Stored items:
// ==============================================================================
// Library documentation model
// ==============================================================================
//
// A `LibraryDoc` is the enumerable form of a Python library, resource file,
// or variables file: its keywords with their argument specs, plus any errors
// collected while producing it. Immutable once returned by the loader.
//
// The `BuiltIn`, `Reserved`, and `Easter` libraries ship embedded here so
// every namespace sees them without an explicit import and without touching
// the external Robot runtime.

use std::path::PathBuf;

use serde::{Deserialize, Serialize};
use smol_str::SmolStr;

use crate::matcher::KeywordMatcher;

#[derive(Debug, Clone, Copy, PartialEq, Eq, Serialize, Deserialize)]
pub enum LibraryKind {
    Library,
    Resource,
    Variables,
}

/// Argument kinds, named as Robot's libdoc JSON spells them.
#[derive(Debug, Clone, Copy, PartialEq, Eq, Serialize, Deserialize)]
#[serde(rename_all = "SCREAMING_SNAKE_CASE")]
pub enum ArgumentKind {
    PositionalOnly,
    PositionalOrNamed,
    NamedOnly,
    VarPositional,
    VarNamed,
}

impl ArgumentKind {
    /// Whether an argument of this kind may be passed as `name=value`.
    pub fn admits_named(self) -> bool {
        matches!(
            self,
            ArgumentKind::PositionalOrNamed | ArgumentKind::NamedOnly | ArgumentKind::VarNamed
        )
    }
}

#[derive(Debug, Clone, PartialEq, Eq, Serialize, Deserialize)]
pub struct ArgumentSpec {
    pub name: SmolStr,
    pub kind: ArgumentKind,
    #[serde(default)]
    pub default: Option<SmolStr>,
    #[serde(default)]
    pub type_hint: Option<SmolStr>,
}

impl ArgumentSpec {
    pub fn positional(name: &str) -> Self {
        Self {
            name: name.into(),
            kind: ArgumentKind::PositionalOrNamed,
            default: None,
            type_hint: None,
        }
    }

    pub fn with_default(name: &str, default: &str) -> Self {
        Self {
            name: name.into(),
            kind: ArgumentKind::PositionalOrNamed,
            default: Some(default.into()),
            type_hint: None,
        }
    }

    pub fn var_positional(name: &str) -> Self {
        Self {
            name: name.into(),
            kind: ArgumentKind::VarPositional,
            default: None,
            type_hint: None,
        }
    }

    pub fn var_named(name: &str) -> Self {
        Self {
            name: name.into(),
            kind: ArgumentKind::VarNamed,
            default: None,
            type_hint: None,
        }
    }
}

/// How a run-keyword consumes its argument stream.
#[derive(Debug, Clone, Copy, PartialEq, Eq, Serialize, Deserialize)]
pub enum RunKeywordInfo {
    /// `name, args…` — the first argument is the nested keyword.
    Plain,
    /// `cond₁ … condₙ, name, args…` — n leading arguments are plain values
    /// (conditions, counts, expected errors) before the nested keyword.
    WithCondition(usize),
    /// `cond, name, args… [ELSE IF cond name args…]* [ELSE name args…]?`
    If,
    /// `name₁ args… AND name₂ args… AND …`
    Keywords,
}

#[derive(Debug, Clone, PartialEq, Serialize, Deserialize)]
pub struct KeywordDoc {
    pub name: SmolStr,
    pub args: Vec<ArgumentSpec>,
    #[serde(default)]
    pub doc: String,
    #[serde(default)]
    pub tags: Vec<SmolStr>,
    #[serde(default)]
    pub line: u32,
    #[serde(default)]
    pub source: Option<PathBuf>,
    #[serde(default)]
    pub run_keyword: Option<RunKeywordInfo>,
}

impl KeywordDoc {
    pub fn new(name: &str, args: Vec<ArgumentSpec>) -> Self {
        Self {
            name: name.into(),
            args,
            doc: String::new(),
            tags: Vec::new(),
            line: 0,
            source: None,
            run_keyword: None,
        }
    }

    fn run_keyword(mut self, info: RunKeywordInfo) -> Self {
        self.run_keyword = Some(info);
        self
    }

    pub fn has_embedded_args(&self) -> bool {
        self.name.contains("${")
    }

    pub fn matcher(&self) -> KeywordMatcher {
        KeywordMatcher::new(self.name.clone())
    }

    pub fn is_run_keyword(&self) -> bool {
        self.run_keyword.is_some()
    }

    pub fn is_run_keyword_if(&self) -> bool {
        matches!(self.run_keyword, Some(RunKeywordInfo::If))
    }

    pub fn is_run_keywords(&self) -> bool {
        matches!(self.run_keyword, Some(RunKeywordInfo::Keywords))
    }

    /// Number of leading plain arguments before the nested keyword name.
    pub fn run_keyword_condition_count(&self) -> usize {
        match self.run_keyword {
            Some(RunKeywordInfo::WithCondition(n)) => n,
            Some(RunKeywordInfo::If) => 1,
            _ => 0,
        }
    }

    /// Whether `name=` is an accepted named-argument prefix for this keyword.
    pub fn accepts_named_argument(&self, name: &str) -> bool {
        if self
            .args
            .iter()
            .any(|a| a.kind == ArgumentKind::VarNamed)
        {
            return true;
        }
        self.args
            .iter()
            .any(|a| a.kind.admits_named() && a.name == name)
    }
}

#[derive(Debug, Clone, PartialEq, Serialize, Deserialize)]
pub struct LibraryDoc {
    pub name: SmolStr,
    pub kind: LibraryKind,
    #[serde(default)]
    pub source: Option<PathBuf>,
    #[serde(default)]
    pub line: u32,
    #[serde(default)]
    pub doc: String,
    #[serde(default)]
    pub doc_format: SmolStr,
    #[serde(default)]
    pub scope: SmolStr,
    /// In definition order; the namespace builds its own lookup index.
    pub keywords: Vec<KeywordDoc>,
    #[serde(default)]
    pub inits: Vec<KeywordDoc>,
    #[serde(default)]
    pub errors: Vec<String>,
    /// Variables exposed by a variables file, as `name -> printed value`.
    #[serde(default)]
    pub variables: Vec<(SmolStr, SmolStr)>,
}

impl LibraryDoc {
    pub fn empty(name: &str, kind: LibraryKind) -> Self {
        Self {
            name: name.into(),
            kind,
            source: None,
            line: 0,
            doc: String::new(),
            doc_format: "ROBOT".into(),
            scope: "GLOBAL".into(),
            keywords: Vec::new(),
            inits: Vec::new(),
            errors: Vec::new(),
            variables: Vec::new(),
        }
    }

    /// Linear scan by matcher; the namespace keeps an O(1) index for the hot
    /// path, this is for one-off lookups.
    pub fn find_keyword(&self, name: &str) -> Option<&KeywordDoc> {
        self.keywords.iter().find(|kw| kw.matcher().matches(name))
    }
}

// ==============================================================================
// Embedded default libraries
// ==============================================================================

pub const DEFAULT_LIBRARIES: &[&str] = &["BuiltIn", "Reserved", "Easter"];

pub fn is_default_library(name: &str) -> bool {
    DEFAULT_LIBRARIES.contains(&name)
}

/// The embedded doc for a default library, or `None` for anything else.
pub fn default_library(name: &str) -> Option<LibraryDoc> {
    match name {
        "BuiltIn" => Some(builtin_library()),
        "Reserved" => Some(reserved_library()),
        "Easter" => Some(easter_library()),
        _ => None,
    }
}
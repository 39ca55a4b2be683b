// ==============================================================================
// Line-oriented Robot Framework lexer
// ==============================================================================
//
// Robot source is a grid: lines split into cells on two-or-more spaces, tabs,
// or pipe layout. The lexer runs a small section state machine so each cell
// gets its final token kind here; the statement parser in `ast.rs` only groups
// tokens, it never re-classifies them.
//
// Columns are Unicode scalar counts. A token never spans physical lines.

use smol_str::SmolStr;

use crate::tokens::{Token, TokenKind};
use crate::version::RobotVersion;

/// One physical line of tokens, plus the layout facts the parser needs.
#[derive(Debug, Clone)]
pub struct LexLine {
    pub tokens: Vec<Token>,
    /// First content cell does not start at column zero.
    pub indented: bool,
    /// Line begins with a `...` continuation marker.
    pub continuation: bool,
}

impl LexLine {
    /// Indices of content tokens (everything except separators, EOLs,
    /// continuations and comments).
    pub fn content_indices(&self) -> Vec<usize> {
        self.tokens
            .iter()
            .enumerate()
            .filter(|(_, t)| t.kind.is_content())
            .map(|(i, _)| i)
            .collect()
    }

    pub fn is_blank(&self) -> bool {
        !self.tokens.iter().any(|t| t.kind.is_content())
    }
}

#[derive(Debug, Clone, Copy, PartialEq, Eq)]
enum SectionState {
    None,
    Settings,
    Variables,
    TestCases,
    Keywords,
    Comments,
}

/// Lex a document into per-line token vectors.
pub fn lex_lines(text: &str, version: RobotVersion) -> Vec<LexLine> {
    let mut out = Vec::new();
    let mut section = SectionState::None;

    for (line_no, line) in text.split('\n').enumerate() {
        let line = line.strip_suffix('\r').unwrap_or(line);
        let line_no = line_no as u32;
        let pieces = split_line(line, line_no);

        let first_cell = pieces.iter().find_map(|p| match p {
            Piece::Cell { text, col } => Some((text.as_str(), *col)),
            Piece::Sep { .. } => None,
        });

        // Section headers reset the state machine.
        if let Some((text, col)) = first_cell {
            if col == 0 && text.starts_with('*') {
                let (kind, next) = classify_header(text);
                section = next;
                out.push(header_line(&pieces, kind, line_no, line));
                continue;
            }
            // `Language:` configuration markers before the first section.
            if col == 0
                && section == SectionState::None
                && version.has_config()
                && text.to_ascii_lowercase().starts_with("language:")
            {
                out.push(config_line(&pieces, line_no, line));
                continue;
            }
        }

        let continuation = matches!(first_cell, Some(("...", _)));
        let indented = match first_cell {
            Some((_, col)) => col > 0,
            None => false,
        };

        let tokens = classify_line(&pieces, section, version, continuation, line_no, line);
        out.push(LexLine {
            tokens,
            indented,
            continuation,
        });
    }

    out
}

/// Lex a document into a flat token stream in reading order.
pub fn lex(text: &str, version: RobotVersion) -> Vec<Token> {
    lex_lines(text, version)
        .into_iter()
        .flat_map(|l| l.tokens)
        .collect()
}

// ==============================================================================
// Cell splitting
// ==============================================================================

enum Piece {
    Cell { text: String, col: u32 },
    Sep { col: u32, end_col: u32, line: u32 },
}

/// Split a physical line into cells and separators. Handles both the
/// space-separated and the pipe layout.
fn split_line(line: &str, line_no: u32) -> Vec<Piece> {
    let trimmed = line.trim_start();
    if trimmed == "|" || trimmed.starts_with("| ") || trimmed.starts_with("|\t") {
        split_pipe_line(line, line_no)
    } else {
        split_space_line(line, line_no)
    }
}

INSTRUCTIONS TO FOLLOW:
Could you state how many lines of the records contain "KeywordMatcher"? Give the number and nothing else.

SOLUTION:
3